One of the three sources who told Cirium that ICBC FL is considering a 12-month deferral for Thai says that the lessor has not yet made a firm decision on its rental deferrals for the carrier, but wants to support the carrier through its rehabilitation.

The person adds that it remains unclear what will happen after the 17 August court hearing.

“That depends on how many creditors they can convince to agree on their rehabilitation plan. If there is a majority to agree on that rehabilitation plan, the plan will actually go forward, but if it’s not agreed by a majority, then we don’t know what will happen.”


While many lessors are keeping their negotiations with Thai Airways mostly private, Amedeo – via its listed sidecar Amedeo Air Four Plus (AA4) – revealed some information about its negotiations with Thai in a 16 July stock-exchange disclosure.

Amedeo leases four Airbus A350-900s to Thai and says it has not received any rental payments since 22 May 2019.

“The situation with Thai remains in the early stages with the first hearing on the rehabilitation petition scheduled for mid-August,” AA4 says, referring to the 17 August court hearing that will decide whether the airline can enter business rehabilitation.

It says that Amedeo Limited, its asset manager, is in discussions with secured lenders of the four aircraft on lease to Thai and “awaits further news of the [rehabilitation] planners’ intentions, which might not become clear until much nearer to the August hearing”.

AA4 adds: “A significant rationalisation and simplification of Thai[’s] future fleet is to be expected as a part of the rehabilitation plan of the airline, although the direction and details of these plans are not yet known.”

In May, the lessor had been negotiating with Thai regarding a partial deferral for six months starting April, with deferred payments to be made good with interest over the following three years.

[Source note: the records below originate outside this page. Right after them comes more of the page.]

//! ESP32-DIV firmware entry point.
//!
//! Brings up the shared SPI bus (TFT + radios), the touch controller on its
//! own bus, the LEDC backlight and the battery ADC, then hands everything to
//! the navigation core and runs its loop forever.

#![no_std]
#![no_main]

use core::cell::RefCell;

use defmt::{info, unwrap};
use embassy_executor::Spawner;
use embassy_time::{Instant, Timer};
use embedded_hal_bus::spi::{CriticalSectionDevice, ExclusiveDevice};
use esp_hal::analog::adc::{Adc, AdcConfig, AdcPin, Attenuation};
use esp_hal::delay::Delay;
use esp_hal::gpio::{GpioPin, Input, Level, Output, Pull};
use esp_hal::ledc::channel::{self, ChannelIFace};
use esp_hal::ledc::timer::{self, TimerIFace};
use esp_hal::ledc::{Ledc, LowSpeed};
use esp_hal::peripherals::ADC1;
use esp_hal::spi::master::{Config as SpiConfig, Spi};
use esp_hal::spi::Mode as SpiMode;
use esp_hal::time::RateExtU32;
use esp_hal::timer::timg::TimerGroup;
use esp_hal::Blocking;
use mipidsi::interface::SpiInterface;
use mipidsi::models::ILI9341Rgb565;
use mipidsi::options::ColorOrder;
use mipidsi::{Builder, NoResetPin};
use static_cell::StaticCell;

use esp32_div::battery::BatterySensor;
use esp32_div::board::{Board, Clock, Platform};
use esp32_div::config::{LOOP_PERIOD_MS, SCREEN_HEIGHT, SCREEN_WIDTH, SPI_BUS_MHZ, TOUCH_SPI_MHZ};
use esp32_div::device::Device;
use esp32_div::drivers::{Cc1101, Nrf24, Xpt2046};
use esp32_div::power::PwmBacklight;
use esp32_div::profiles::MemoryProfileStore;
use esp32_div::touch::TouchGate;
use esp32_div::ui::display::GraphicsRenderer;

use {defmt_rtt as _, esp_backtrace as _};

type SpiBus = Spi<'static, Blocking>;
type SharedBus = critical_section::Mutex<RefCell<SpiBus>>;
type SharedDevice = CriticalSectionDevice<'static, SpiBus, Output<'static>, Delay>;
type Tft = mipidsi::Display<SpiInterface<'static, SharedDevice, Output<'static>>, ILI9341Rgb565, NoResetPin>;

/// Battery divider halves the cell voltage.
const BATTERY_DIVIDER: u32 = 2;
/// ADC full scale at 11 dB attenuation (mV).
const ADC_FULL_SCALE_MV: u32 = 3_300;

/// Milliseconds from the embassy time driver.
struct EmbassyClock;

impl Clock for EmbassyClock {
    fn now_ms(&self) -> u64 {
        Instant::now().as_millis()
    }
}

/// Battery sense on GPIO35 through ADC1.
struct AdcBattery {
    adc: Adc<'static, ADC1>,
    pin: AdcPin<GpioPin<35>, ADC1>,
}

impl BatterySensor for AdcBattery {
    fn read_millivolts(&mut self) -> Option<u16> {
        let raw = loop {
            match self.adc.read_oneshot(&mut self.pin) {
                Ok(raw) => break raw,
                Err(nb::Error::WouldBlock) => continue,
                Err(nb::Error::Other(_)) => return None,
            }
        };
        let mv = raw as u32 * ADC_FULL_SCALE_MV / 4095 * BATTERY_DIVIDER;
        u16::try_from(mv).ok()
    }
}

struct Esp;

impl Platform for Esp {
    type Touch = Xpt2046<ExclusiveDevice<SpiBus, Output<'static>, Delay>, Input<'static>>;
    type Battery = AdcBattery;
    type Backlight = PwmBacklight<channel::Channel<'static, LowSpeed>>;
    type SubGhz = Cc1101<SharedDevice, Input<'static>, Output<'static>, Delay>;
    type Nrf24 = Nrf24<SharedDevice, Output<'static>, Delay>;
    type Store = MemoryProfileStore;
    type Delay = Delay;
    type Clock = EmbassyClock;
}

static SPI_BUS: StaticCell<SharedBus> = StaticCell::new();
static TFT_BUFFER: StaticCell<[u8; 512]> = StaticCell::new();
static LEDC: StaticCell<Ledc<'static>> = StaticCell::new();
static BACKLIGHT_TIMER: StaticCell<timer::Timer<'static, LowSpeed>> = StaticCell::new();
static DEVICE: StaticCell<Device<Esp, GraphicsRenderer<Tft>>> = StaticCell::new();

#[esp_hal_embassy::main]
async fn main(_spawner: Spawner) {
    info!(
        "{} v{} starting",
        esp32_div::config::FIRMWARE_NAME,
        esp32_div::config::FIRMWARE_VERSION
    );

    // ESP32-DIV pin map:
    //   shared SPI2   SCK 18, MOSI 23, MISO 19
    //   TFT           CS 15, DC 2, BL 21 (reset tied to EN)
    //   SD card       CS 5
    //   CC1101        CS 27, GDO0 34 (input only), TX data 26
    //   NRF24L01+     CSN 4, CE 16
    //   touch SPI3    SCK 25, MOSI 32, MISO 39, CS 33, IRQ 36
    //   battery       ADC1 on 35 through a 1:2 divider
    let peripherals = esp_hal::init(esp_hal::Config::default());
    let timg0 = TimerGroup::new(peripherals.TIMG0);
    esp_hal_embassy::init(timg0.timer0);

    let delay = Delay::new();

    // Shared bus: TFT, CC1101, NRF24 and the SD card slot.
    let spi = unwrap!(Spi::new(
        peripherals.SPI2,
        SpiConfig::default()
            .with_frequency(SPI_BUS_MHZ.MHz())
            .with_mode(SpiMode::Mode0),
    )
    .ok())
    .with_sck(peripherals.GPIO18)
    .with_mosi(peripherals.GPIO23)
    .with_miso(peripherals.GPIO19);
    let bus: &'static SharedBus = SPI_BUS.init(critical_section::Mutex::new(RefCell::new(spi)));

    // Nothing talks to the card; keep it off the bus.
    let _sd_cs = Output::new(peripherals.GPIO5, Level::High);

    let tft_cs = Output::new(peripherals.GPIO15, Level::High);
    let tft_dc = Output::new(peripherals.GPIO2, Level::Low);
    let cc1101_cs = Output::new(peripherals.GPIO27, Level::High);
    let nrf_csn = Output::new(peripherals.GPIO4, Level::High);

    let tft_spi = unwrap!(CriticalSectionDevice::new(bus, tft_cs, delay));
    let cc1101_spi = unwrap!(CriticalSectionDevice::new(bus, cc1101_cs, delay));
    let nrf_spi = unwrap!(CriticalSectionDevice::new(bus, nrf_csn, delay));

    let mut init_delay = delay;
    let interface = SpiInterface::new(tft_spi, tft_dc, TFT_BUFFER.init([0; 512]));
    let tft: Tft = unwrap!(Builder::new(ILI9341Rgb565, interface)
        .display_size(SCREEN_WIDTH as u16, SCREEN_HEIGHT as u16)
        .color_order(ColorOrder::Bgr)
        .init(&mut init_delay)
        .ok());

    // Touch controller on the second SPI peripheral.
    let touch_spi = unwrap!(Spi::new(
        peripherals.SPI3,
        SpiConfig::default()
            .with_frequency(TOUCH_SPI_MHZ.MHz())
            .with_mode(SpiMode::Mode0),
    )
    .ok())
    .with_sck(peripherals.GPIO25)
    .with_mosi(peripherals.GPIO32)
    .with_miso(peripherals.GPIO39);
    let touch_cs = Output::new(peripherals.GPIO33, Level::High);
    let touch_irq = Input::new(peripherals.GPIO36, Pull::None);
    let touch_dev = unwrap!(ExclusiveDevice::new(touch_spi, touch_cs, delay));

    // Backlight PWM.
    let ledc = LEDC.init(Ledc::new(peripherals.LEDC));
    ledc.set_global_slow_clock(esp_hal::ledc::LSGlobalClkSource::APBClk);
    let backlight_timer = BACKLIGHT_TIMER.init(ledc.timer::<LowSpeed>(timer::Number::Timer0));
    unwrap!(backlight_timer
        .configure(timer::config::Config {
            duty: timer::config::Duty::Duty8Bit,
            clock_source: timer::LSClockSource::APBClk,
            frequency: 5.kHz(),
        })
        .ok());
    let mut backlight_channel = ledc.channel(channel::Number::Channel0, peripherals.GPIO21);
    unwrap!(backlight_channel
        .configure(channel::config::Config {
            timer: backlight_timer,
            duty_pct: 0,
            pin_config: channel::config::PinConfig::PushPull,
        })
        .ok());

    let mut adc_config = AdcConfig::new();
    let battery_pin = adc_config.enable_pin(peripherals.GPIO35, Attenuation::Attenuation11dB);
    let battery = AdcBattery {
        adc: Adc::new(peripherals.ADC1, adc_config),
        pin: battery_pin,
    };

    let board: Board<Esp> = Board {
        touch: Xpt2046::new(touch_dev, touch_irq),
        battery,
        backlight: PwmBacklight::new(backlight_channel),
        subghz: Cc1101::new(
            cc1101_spi,
            Input::new(peripherals.GPIO34, Pull::None),
            Output::new(peripherals.GPIO26, Level::Low),
            delay,
        ),
        nrf24: Nrf24::new(nrf_spi, Output::new(peripherals.GPIO16, Level::Low), delay),
        store: MemoryProfileStore::new(),
        delay,
        clock: EmbassyClock,
    };

    let device = DEVICE.init(Device::new(
        board,
        GraphicsRenderer::new(tft),
        TouchGate::default(),
    ));
    device.boot();

    loop {
        device.tick();
        Timer::after_millis(LOOP_PERIOD_MS).await;
    }
}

However, while Thai’s senior management did confirm an in-principle agreement for this deferral, the “appropriate signatures on the documents were not received”, though AA4 did get consent from the relevant lenders.

Amedeo is now in discussion with banks again regarding deferrals.

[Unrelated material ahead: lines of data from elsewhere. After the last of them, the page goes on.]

use eframe::egui;

pub(super) fn draw_help_window(ctx: &egui::Context, open: &mut bool) {
    egui::Window::new("Help")
        .open(open)
        .resizable(true)
        .default_width(520.0)
        .default_height(420.0)
        .show(ctx, |ui| {
            egui::ScrollArea::vertical().show(ui, |ui| {
                ui.heading("Keyboard Shortcuts");
                ui.separator();
                help_row(ui, "⌘Z", "Undo the last add, move or resize");
                help_row(ui, "⌘S", "Save dashboard");
                help_row(ui, "⌘O", "Open dashboard");
                help_row(ui, "F1", "Show this window");

                ui.add_space(10.0);
                ui.label("Add widget dialog");
                help_row(ui, "↑ / ↓", "Move selection");
                help_row(ui, "Enter", "Add selected widget");
                help_row(ui, "Escape", "Close");

                ui.add_space(20.0);
                ui.heading("Editing the Grid");
                ui.separator();
                ui.label("• The grid has 12 columns; rows grow as widgets are added");
                ui.label("• Drag a widget to move it, drag its corner handle to resize");
                ui.label(
                    "• A red outline means the drop would overlap another widget; \
                     releasing there restores the widget",
                );
                ui.label("• New widgets take the first free 4×2 slot, scanning rows top to bottom");
                ui.label("• Up to 10 steps can be undone; removing a widget is not recorded");

                ui.add_space(20.0);
                ui.heading("Files");
                ui.separator();
                ui.label("Paths and grid metrics are read from settings.toml:");
                ui.add_space(5.0);
                ui.code(r#"dashboard_path = "dashboard.json"
catalog_path = "widgets.json"
data_path = "kpi-data.json"
row_height = 55.0
margin = [10.0, 10.0]
notice_seconds = 3.0
show_grid_lines = true"#);
                ui.add_space(5.0);
                ui.label("• Dashboards are saved as JSON with a name and a layout");
                ui.label("• Use File → Reload widgets and data after editing the catalog or feed");
            });
        });
}

fn help_row(ui: &mut egui::Ui, shortcut: &str, description: &str) {
    ui.horizontal(|ui| {
        ui.add_sized([90.0, 16.0], egui::Label::new(
            egui::RichText::new(shortcut).monospace().strong()
        ));
        ui.label(description);
    });
}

It says in its latest update: “[The lending banks] understand that no payments will be received from Thai before the end of September and have requested that [they] draw on the security deposits held by [AA4] to cover interest-only payments under the debt during that period. Further developments are expected once the [rehabilitation] planner is appointed in mid-August.”


Given the complexities of Thai business rehabilitation proceedings, even experienced aviation finance professionals may be confused as to why lessors are negotiating so much over deferral lengths.

A senior Hong Kong-based banker Cirium spoke to could not see how the deferral lengths matter since Thai Airways will not make payments to creditors while the court-ordered stay is in place.

However, the source close to the deferral negotiations tells Cirium that if the carrier misses two consecutive payments, then under the conditions of the moratorium, lessors are entitled to repossess their aircraft.

“Say the court rehab is on 17 August and the monthly repayment for a lease is 20 August and they also miss the 20 September payment, that lessor can then remove their aircraft. For finance leases, [payments] tend to be quarterly, so it’s less of an issue,” he says.

He suggests that instead of agreeing deferrals, Thai Airways could just make every other rental payment. This approach would not be “catastrophic” for the lenders, since “from a lessors’ perspective getting 50% of your rentals is better than getting 0% of the rentals”.

Before the court’s orders, Amedeo’s negotiations with the airline appear to have been tracking in the same direction. The lessor says it was discussing a “pre-petition agreement with the airline for deferral of 50% of its rents”, but admits that is now “unlikely to come into effect”.

While lessors’ views on appropriate deferral lengths differ, the source close to the deferral negotiations thinks everyone will agree to at least the September deferral.

“There will be some gnashing of teeth and histrionics,” he says, “but given it’s another six weeks and none of those aircraft are going to find new homes, I think lessors will agree to it.”

This article has been updated in the second and 14-16th paragraphs with additional information and to clarify sourcing.